Compute how many lines in the entries below include the string "configured". Only the number is wanted.
....
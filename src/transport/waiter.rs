//! Polling until a peer becomes connectable.

use std::time::Duration;

use super::{Dialer, Target};

/// Repeats a reachability probe at a fixed interval.
///
/// Has no deadline of its own. Callers bound it by dropping the future,
/// e.g. inside `tokio::select!` or `tokio::time::timeout`.
#[derive(Debug, Clone, Copy)]
pub struct AvailabilityWaiter {
    poll_interval: Duration,
}

impl AvailabilityWaiter {
    /// Interval used when none is configured.
    pub const DEFAULT_POLL_INTERVAL: Duration = Duration::from_secs(1);

    /// Creates a waiter that probes every `poll_interval`.
    #[must_use]
    pub const fn new(poll_interval: Duration) -> Self {
        Self { poll_interval }
    }

    /// Time between probes.
    #[must_use]
    pub const fn poll_interval(&self) -> Duration {
        self.poll_interval
    }

    /// Suspends until `dialer` reports `target` reachable.
    ///
    /// Returns the number of failed probes before success.
    pub async fn wait_until_reachable(&self, dialer: &dyn Dialer, target: &Target) -> u64 {
        let mut failed: u64 = 0;
        loop {
            match dialer.probe(target).await {
                Ok(()) => {
                    if failed > 0 {
                        tracing::debug!(peer = %target, failed, "peer reachable");
                    }
                    return failed;
                }
                Err(e) => {
                    failed = failed.saturating_add(1);
                    tracing::trace!(error = %e, failed, "peer not reachable yet");
                }
            }
            tokio::time::sleep(self.poll_interval).await;
        }
    }
}

impl Default for AvailabilityWaiter {
    fn default() -> Self {
        Self::new(Self::DEFAULT_POLL_INTERVAL)
    }
}

#[cfg(test)]
mod tests {
    use std::sync::Arc;

    use tokio::time::Instant;

    use super::*;
    use crate::transport::fakes::FakeDialer;

    #[tokio::test(start_paused = true)]
    async fn returns_immediately_when_reachable() {
        let dialer = FakeDialer::reachable();
        let started = Instant::now();
        let failed = AvailabilityWaiter::default()
            .wait_until_reachable(&dialer, &Target::tcp("127.0.0.1:5000"))
            .await;
        assert_eq!(failed, 0);
        assert_eq!(started.elapsed(), Duration::ZERO);
        assert_eq!(dialer.probe_count(), 1);
        assert_eq!(dialer.dial_count(), 0);
    }

    #[tokio::test(start_paused = true)]
    async fn polls_at_fixed_interval() {
        let dialer = Arc::new(FakeDialer::unreachable());
        let waiter = AvailabilityWaiter::new(Duration::from_secs(1));

        let task = tokio::spawn({
            let dialer = Arc::clone(&dialer);
            async move {
                waiter
                    .wait_until_reachable(dialer.as_ref(), &Target::tcp("127.0.0.1:5000"))
                    .await
            }
        });

        tokio::time::sleep(Duration::from_millis(3500)).await;
        assert_eq!(dialer.probe_count(), 4);
        dialer.set_reachable(true);

        let failed = task.await.ok();
        assert_eq!(failed, Some(4));
        assert_eq!(dialer.probe_count(), 5);
    }

    #[tokio::test(start_paused = true)]
    async fn dropping_the_future_cancels_the_wait() {
        let dialer = FakeDialer::unreachable();
        let waiter = AvailabilityWaiter::new(Duration::from_millis(100));
        let result = tokio::time::timeout(
            Duration::from_millis(450),
            waiter.wait_until_reachable(&dialer, &Target::tcp("127.0.0.1:5000")),
        )
        .await;
        assert!(result.is_err());
        assert_eq!(dialer.probe_count(), 5);
    }
}
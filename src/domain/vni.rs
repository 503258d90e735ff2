//! Virtual network identifier pool interface.
//!
//! The broker only hands out the pool instance; allocation itself belongs to
//! whatever implements [`VniAllocator`].

/// Numeric virtual network identifier.
pub type Vni = u32;

/// Opaque VNI pool.
pub trait VniAllocator: Send + Sync + std::fmt::Debug {
    /// Takes an identifier out of the pool.
    fn allocate(&self) -> Vni;

    /// Returns `vni` to the pool.
    fn release(&self, vni: Vni);
}
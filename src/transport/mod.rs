//! Transport layer: dial targets, shared channels, the dialer seam, and
//! reachability polling.

pub mod channel;
pub mod dialer;
pub mod target;
pub mod waiter;

#[cfg(test)]
pub(crate) mod fakes;

pub use channel::{Channel, ChannelState};
pub use dialer::{Dialer, TransportDialer};
pub use target::{Target, Transport};
pub use waiter::AvailabilityWaiter;
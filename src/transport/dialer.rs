//! Opening connections to peers.
//!
//! [`Dialer`] is the seam between the broker and the network: the broker
//! and resolver never touch sockets directly, so tests can count dial
//! attempts and hand out in-process streams instead.

use std::io;
use std::time::Duration;

use async_trait::async_trait;
use tokio::net::{TcpStream, UnixStream};

use super::{Target, Transport};
use crate::error::BrokerError;

/// Default bound on a single connect attempt.
pub const DEFAULT_DIAL_TIMEOUT: Duration = Duration::from_secs(5);

/// Opens transports and probes reachability.
#[async_trait]
pub trait Dialer: Send + Sync + std::fmt::Debug {
    /// Opens a fresh connection to `target`.
    ///
    /// # Errors
    ///
    /// Returns [`BrokerError::DialFailure`] if the connection cannot be
    /// established.
    async fn dial(&self, target: &Target) -> Result<Transport, BrokerError>;

    /// Lightweight check that something is accepting connections at
    /// `target`.
    ///
    /// # Errors
    ///
    /// Returns [`BrokerError::Unavailable`] if nothing accepts yet.
    async fn probe(&self, target: &Target) -> Result<(), BrokerError>;
}

/// [`Dialer`] backed by real TCP and Unix sockets.
#[derive(Debug, Clone, Copy)]
pub struct TransportDialer {
    dial_timeout: Duration,
}

impl TransportDialer {
    /// Creates a dialer that gives up on a single attempt after
    /// `dial_timeout`.
    #[must_use]
    pub const fn new(dial_timeout: Duration) -> Self {
        Self { dial_timeout }
    }

    /// Bound on a single connect attempt.
    #[must_use]
    pub const fn dial_timeout(&self) -> Duration {
        self.dial_timeout
    }

    async fn connect(&self, target: &Target) -> io::Result<Transport> {
        let attempt = async {
            match target {
                Target::Tcp(address) => {
                    let stream = TcpStream::connect(address.as_str()).await?;
                    stream.set_nodelay(true)?;
                    Ok::<_, io::Error>(Transport::Tcp(stream))
                }
                Target::Unix(path) => UnixStream::connect(path).await.map(Transport::Unix),
            }
        };
        tokio::time::timeout(self.dial_timeout, attempt)
            .await
            .map_err(|_| io::Error::new(io::ErrorKind::TimedOut, "dial timed out"))?
    }
}

impl Default for TransportDialer {
    fn default() -> Self {
        Self::new(DEFAULT_DIAL_TIMEOUT)
    }
}

#[async_trait]
impl Dialer for TransportDialer {
    async fn dial(&self, target: &Target) -> Result<Transport, BrokerError> {
        tracing::debug!(peer = %target, "dialing");
        self.connect(target)
            .await
            .map_err(|e| BrokerError::dial_failure(target, e))
    }

    async fn probe(&self, target: &Target) -> Result<(), BrokerError> {
        match self.connect(target).await {
            Ok(_) => Ok(()),
            Err(e) => {
                tracing::trace!(peer = %target, error = %e, "probe failed");
                Err(BrokerError::Unavailable(target.clone()))
            }
        }
    }
}
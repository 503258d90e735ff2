//! nsm-broker entry point.
//!
//! Wires the broker from the environment, waits for the registry, and shuts
//! down cleanly on Ctrl-C.

use anyhow::Context;
use tracing_subscriber::EnvFilter;

use nsm_broker::config::BrokerConfig;
use nsm_broker::services::Services;

#[tokio::main]
async fn main() -> anyhow::Result<()> {
    // Initialize tracing
    tracing_subscriber::fmt()
        .with_env_filter(
            EnvFilter::try_from_default_env().unwrap_or_else(|_| EnvFilter::new("info")),
        )
        .init();

    // Load configuration
    let config = BrokerConfig::from_env().context("loading configuration")?;
    tracing::info!(
        registry = %config.registry_address,
        public_api = %config.public_api(),
        workspace_root = %config.workspace_root,
        "starting nsm-broker"
    );

    // The VNI pool is supplied by the process embedding the broker.
    let services = Services::from_config(&config, None);
    match &services.device_plugin_path {
        Some(path) => {
            tracing::info!(device_plugin = %path.display(), "device-plugin path override");
        }
        None => tracing::debug!("no device-plugin path override"),
    }

    match services.resolver.sibling_connection().await {
        Ok((_, channel)) => {
            tracing::info!(channel = %channel.id(), "local control plane is up");
            channel.close();
        }
        Err(e) => tracing::warn!(error = %e, "local control plane not available"),
    }

    let broker = services.broker.clone();
    let registry = tokio::spawn(async move {
        match broker.registry_client().await {
            Ok(client) => {
                tracing::info!(channel = %client.channel().id(), "registry client ready");
            }
            Err(e) => tracing::warn!(error = %e, "registry client unavailable"),
        }
    });

    tokio::signal::ctrl_c()
        .await
        .context("waiting for shutdown signal")?;
    tracing::info!("shutdown requested");

    services.stop();
    registry.await.context("joining registry task")?;

    Ok(())
}
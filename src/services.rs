//! The broker, resolver, and workspace directory wired together from
//! configuration.

use std::path::PathBuf;
use std::sync::Arc;

use crate::config::BrokerConfig;
use crate::domain::{InMemoryWorkspaceDirectory, VniAllocator, WorkspaceDirectory, WorkspaceLayout};
use crate::service::{ConnectionBroker, PeerResolver};
use crate::transport::{Dialer, TransportDialer};

/// Everything a control-plane component needs to reach its peers.
///
/// Built once at startup and passed by value (it is cheap to clone) to
/// whoever needs it.
#[derive(Debug, Clone)]
pub struct Services {
    /// Shared registry connection.
    pub broker: ConnectionBroker,
    /// One-shot peer connections.
    pub resolver: PeerResolver,
    /// Endpoint workspaces known to this instance.
    pub directory: Arc<InMemoryWorkspaceDirectory>,
    /// On-disk workspace conventions.
    pub layout: WorkspaceLayout,
    /// Address published to other control-plane instances.
    pub public_api: String,
    /// Device-plugin path override, if configured.
    ///
    /// Passed through for the component that registers with the kubelet;
    /// nothing in this crate dials it.
    pub device_plugin_path: Option<PathBuf>,
}

impl Services {
    /// Wires real sockets according to `config`.
    ///
    /// The VNI pool belongs to the embedding process, which passes it in
    /// here; with `None` the broker exposes no pool.
    ///
    /// Must be called from within a Tokio runtime; the broker's
    /// reconciliation task is spawned here.
    #[must_use]
    pub fn from_config(config: &BrokerConfig, vni_allocator: Option<Arc<dyn VniAllocator>>) -> Self {
        let dialer: Arc<dyn Dialer> = Arc::new(TransportDialer::new(config.dial_timeout));
        Self::with_dialer(config, dialer, vni_allocator)
    }

    /// Same as [`Services::from_config`] but dials through `dialer`.
    #[must_use]
    pub fn with_dialer(
        config: &BrokerConfig,
        dialer: Arc<dyn Dialer>,
        vni_allocator: Option<Arc<dyn VniAllocator>>,
    ) -> Self {
        let mut builder = ConnectionBroker::builder(config.registry_address.as_str())
            .dialer(Arc::clone(&dialer))
            .poll_interval(config.registry_poll_interval);
        if let Some(vni_allocator) = vni_allocator {
            builder = builder.vni_allocator(vni_allocator);
        }

        let directory = Arc::new(InMemoryWorkspaceDirectory::new());
        let resolver = PeerResolver::new(
            dialer,
            Arc::clone(&directory) as Arc<dyn WorkspaceDirectory>,
            config.server_socket.as_path(),
        )
        .with_dataplane_poll_interval(config.dataplane_poll_interval);

        Self {
            broker: builder.build(),
            resolver,
            directory,
            layout: WorkspaceLayout::new(&config.workspace_root),
            public_api: config.public_api(),
            device_plugin_path: config.device_plugin_path.clone(),
        }
    }

    /// Stops the broker. Resolver calls are unaffected.
    pub fn stop(&self) {
        self.broker.stop();
    }
}
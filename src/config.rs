//! Broker configuration loaded from environment variables.
//!
//! All settings come from environment variables (or a `.env` file via
//! `dotenvy`). Blank values are treated as unset.

use std::net::SocketAddr;
use std::path::PathBuf;
use std::time::Duration;

use crate::domain::workspace::DEFAULT_WORKSPACE_ROOT;
use crate::error::BrokerError;
use crate::service::broker::DEFAULT_REGISTRY_ADDRESS;
use crate::service::resolver::DEFAULT_SERVER_SOCKET;

/// Default bind address of the public API.
pub const DEFAULT_API_ADDRESS: &str = "0.0.0.0:5001";

/// Top-level broker configuration.
///
/// Loaded once at startup via [`BrokerConfig::from_env`].
#[derive(Debug, Clone)]
pub struct BrokerConfig {
    /// `host:port` of the cluster registry (`NSM_REGISTRY_ADDRESS`).
    pub registry_address: String,

    /// Bind address of the public API (`NSMD_API_ADDRESS`).
    pub api_address: SocketAddr,

    /// Address published to peers (`NSMD_PUBLIC_API`). Falls back to
    /// `api_address` when unset.
    pub public_api: Option<String>,

    /// Local control socket (`NSM_SERVER_SOCKET`).
    pub server_socket: PathBuf,

    /// Device-plugin path override (`NSM_DEVICE_PLUGIN`).
    pub device_plugin_path: Option<PathBuf>,

    /// Workspace root directory (`NSM_WORKSPACE_ROOT`).
    pub workspace_root: String,

    /// Probe interval while the registry is unreachable
    /// (`NSM_REGISTRY_POLL_INTERVAL_MS`).
    pub registry_poll_interval: Duration,

    /// Bound on a single connect attempt (`NSM_DIAL_TIMEOUT_MS`).
    pub dial_timeout: Duration,

    /// Interval between dataplane selection attempts
    /// (`NSM_DATAPLANE_POLL_INTERVAL_MS`).
    pub dataplane_poll_interval: Duration,
}

impl BrokerConfig {
    /// Loads configuration from environment variables.
    ///
    /// Calls `dotenvy::dotenv().ok()` to optionally load a `.env` file.
    ///
    /// # Errors
    ///
    /// Returns [`BrokerError::InvalidConfig`] if `NSMD_API_ADDRESS` is set
    /// but cannot be parsed as a [`SocketAddr`].
    pub fn from_env() -> Result<Self, BrokerError> {
        dotenvy::dotenv().ok();
        Self::from_lookup(|key| std::env::var(key).ok())
    }

    /// Builds the configuration from an arbitrary key lookup.
    ///
    /// Falls back to defaults for missing, blank, or unparsable numeric
    /// values.
    ///
    /// # Errors
    ///
    /// Returns [`BrokerError::InvalidConfig`] if `NSMD_API_ADDRESS` cannot
    /// be parsed as a [`SocketAddr`].
    pub fn from_lookup<F>(lookup: F) -> Result<Self, BrokerError>
    where
        F: Fn(&str) -> Option<String>,
    {
        let value = |key: &str| non_blank(&lookup, key);

        let registry_address =
            value("NSM_REGISTRY_ADDRESS").unwrap_or_else(|| DEFAULT_REGISTRY_ADDRESS.to_string());

        let api_address = value("NSMD_API_ADDRESS")
            .unwrap_or_else(|| DEFAULT_API_ADDRESS.to_string())
            .parse()
            .map_err(|e: std::net::AddrParseError| BrokerError::InvalidConfig {
                key: "NSMD_API_ADDRESS",
                reason: e.to_string(),
            })?;

        Ok(Self {
            registry_address,
            api_address,
            public_api: value("NSMD_PUBLIC_API"),
            server_socket: value("NSM_SERVER_SOCKET")
                .map_or_else(|| PathBuf::from(DEFAULT_SERVER_SOCKET), PathBuf::from),
            device_plugin_path: value("NSM_DEVICE_PLUGIN").map(PathBuf::from),
            workspace_root: value("NSM_WORKSPACE_ROOT")
                .unwrap_or_else(|| DEFAULT_WORKSPACE_ROOT.to_string()),
            registry_poll_interval: parse_millis(&lookup, "NSM_REGISTRY_POLL_INTERVAL_MS", 1000),
            dial_timeout: parse_millis(&lookup, "NSM_DIAL_TIMEOUT_MS", 5000),
            dataplane_poll_interval: parse_millis(&lookup, "NSM_DATAPLANE_POLL_INTERVAL_MS", 100),
        })
    }

    /// Address other control-plane instances should use to reach this one.
    #[must_use]
    pub fn public_api(&self) -> String {
        self.public_api
            .clone()
            .unwrap_or_else(|| self.api_address.to_string())
    }
}

/// Returns the trimmed value for `key`, or `None` if missing or blank.
fn non_blank<F: Fn(&str) -> Option<String>>(lookup: &F, key: &str) -> Option<String> {
    lookup(key)
        .map(|v| v.trim().to_string())
        .filter(|v| !v.is_empty())
}

/// Parses `key` as a millisecond count, returning `default_ms` on missing
/// or invalid values.
fn parse_millis<F: Fn(&str) -> Option<String>>(lookup: &F, key: &str, default_ms: u64) -> Duration {
    let millis = non_blank(lookup, key)
        .and_then(|v| v.parse().ok())
        .unwrap_or(default_ms);
    Duration::from_millis(millis)
}

#[cfg(test)]
#[allow(clippy::panic)]
mod tests {
    use std::collections::HashMap;

    use super::*;

    fn load(pairs: &[(&str, &str)]) -> Result<BrokerConfig, BrokerError> {
        let env: HashMap<String, String> = pairs
            .iter()
            .map(|(k, v)| ((*k).to_string(), (*v).to_string()))
            .collect();
        BrokerConfig::from_lookup(|key| env.get(key).cloned())
    }

    #[test]
    fn defaults_when_unset() {
        let Ok(config) = load(&[]) else {
            panic!("defaults should load");
        };
        assert_eq!(config.registry_address, "127.0.0.1:5000");
        assert_eq!(config.api_address.to_string(), "0.0.0.0:5001");
        assert_eq!(
            config.server_socket,
            PathBuf::from("/var/lib/networkservicemesh/nsm.io.sock")
        );
        assert_eq!(config.workspace_root, "/var/lib/networkservicemesh/");
        assert!(config.device_plugin_path.is_none());
        assert_eq!(config.registry_poll_interval, Duration::from_secs(1));
        assert_eq!(config.dial_timeout, Duration::from_secs(5));
        assert_eq!(config.dataplane_poll_interval, Duration::from_millis(100));
    }

    #[test]
    fn blank_registry_address_falls_back() {
        let Ok(config) = load(&[("NSM_REGISTRY_ADDRESS", "   ")]) else {
            panic!("blank should load");
        };
        assert_eq!(config.registry_address, "127.0.0.1:5000");
    }

    #[test]
    fn values_are_trimmed() {
        let Ok(config) = load(&[
            ("NSM_REGISTRY_ADDRESS", " registry.nsm:5000 \n"),
            ("NSM_DEVICE_PLUGIN", "/var/lib/kubelet/device-plugins"),
            ("NSM_REGISTRY_POLL_INTERVAL_MS", "250"),
        ]) else {
            panic!("config should load");
        };
        assert_eq!(config.registry_address, "registry.nsm:5000");
        assert_eq!(
            config.device_plugin_path,
            Some(PathBuf::from("/var/lib/kubelet/device-plugins"))
        );
        assert_eq!(config.registry_poll_interval, Duration::from_millis(250));
    }

    #[test]
    fn invalid_numbers_fall_back_to_defaults() {
        let Ok(config) = load(&[("NSM_DIAL_TIMEOUT_MS", "soon")]) else {
            panic!("config should load");
        };
        assert_eq!(config.dial_timeout, Duration::from_secs(5));
    }

    #[test]
    fn invalid_api_address_is_rejected() {
        let result = load(&[("NSMD_API_ADDRESS", "not-an-address")]);
        assert!(matches!(
            result,
            Err(BrokerError::InvalidConfig {
                key: "NSMD_API_ADDRESS",
                ..
            })
        ));
    }

    #[test]
    fn public_api_prefers_explicit_value() {
        let Ok(config) = load(&[("NSMD_PUBLIC_API", "10.1.2.3:5001")]) else {
            panic!("config should load");
        };
        assert_eq!(config.public_api(), "10.1.2.3:5001");

        let Ok(config) = load(&[("NSMD_API_ADDRESS", "127.0.0.1:6001")]) else {
            panic!("config should load");
        };
        assert_eq!(config.public_api(), "127.0.0.1:6001");
    }
}
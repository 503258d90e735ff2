//! Domain layer: identifiers, peer descriptors, workspaces, and the VNI
//! pool interface.
//!
//! Nothing here performs I/O; these are the values the transport and
//! service layers pass around.

pub mod channel_id;
pub mod model;
pub mod vni;
pub mod workspace;

pub use channel_id::ChannelId;
pub use model::{
    Dataplane, DataplaneSource, NetworkServiceEndpoint, NetworkServiceManager, NseRegistration,
};
pub use vni::{Vni, VniAllocator};
pub use workspace::{InMemoryWorkspaceDirectory, Workspace, WorkspaceDirectory, WorkspaceLayout};
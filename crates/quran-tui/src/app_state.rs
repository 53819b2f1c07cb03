use quran_core::config::AppSettings;
use quran_core::favorites::Favorites;
use quran_core::session::{PlaybackSession, PlaybackStatus};
use quran_core::types::{Edition, SearchResults, Station, SurahDetail, SurahRef, TafsirInfo};

use crate::action::Screen;
use crate::widgets::status_bar::InputMode;

/// Read-only snapshot of shared app state, passed to every component on
/// input handling and draw.  Components keep their own view state (cursor,
/// scroll, filter) privately; anything two components need to agree on
/// lives here.
pub struct AppState {
    pub session: PlaybackSession,
    pub status: PlaybackStatus,
    pub time_pos: Option<f64>,
    pub duration: Option<f64>,
    pub volume: f32,

    pub settings: AppSettings,
    pub favorites: Favorites,

    pub surahs: Vec<SurahRef>,
    /// The surah open in the reader, fetched with the configured reciter.
    pub open_surah: Option<SurahDetail>,
    pub surah_loading: bool,
    /// Commentary for the verse it was last requested for.
    pub tafsir_text: Option<String>,
    pub tafsir_loading: bool,
    pub stations: Vec<Station>,
    pub editions: Vec<Edition>,
    pub tafsir_sources: Vec<TafsirInfo>,
    pub search_results: Option<SearchResults>,
    pub search_in_flight: bool,

    pub screen: Screen,
    pub input_mode: InputMode,
    pub logs: Vec<String>,
}

impl AppState {
    pub fn new(settings: AppSettings, favorites: Favorites) -> Self {
        let volume = settings.volume;
        Self {
            session: PlaybackSession::default(),
            status: PlaybackStatus::Idle,
            time_pos: None,
            duration: None,
            volume,
            settings,
            favorites,
            surahs: Vec::new(),
            open_surah: None,
            surah_loading: false,
            tafsir_text: None,
            tafsir_loading: false,
            stations: Vec::new(),
            editions: Vec::new(),
            tafsir_sources: Vec::new(),
            search_results: None,
            search_in_flight: false,
            screen: Screen::Surahs,
            input_mode: InputMode::Normal,
            logs: Vec::new(),
        }
    }

    pub fn surah_ref(&self, number: u32) -> Option<&SurahRef> {
        self.surahs.iter().find(|s| s.number == number)
    }

    pub fn is_favorite(&self, surah: u32, ayah: u32) -> bool {
        self.favorites.contains(surah, ayah)
    }

    pub fn push_log(&mut self, line: String) {
        self.logs.push(line);
        let overflow = self.logs.len().saturating_sub(200);
        if overflow > 0 {
            self.logs.drain(..overflow);
        }
    }
}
....
### [Exercise output]
3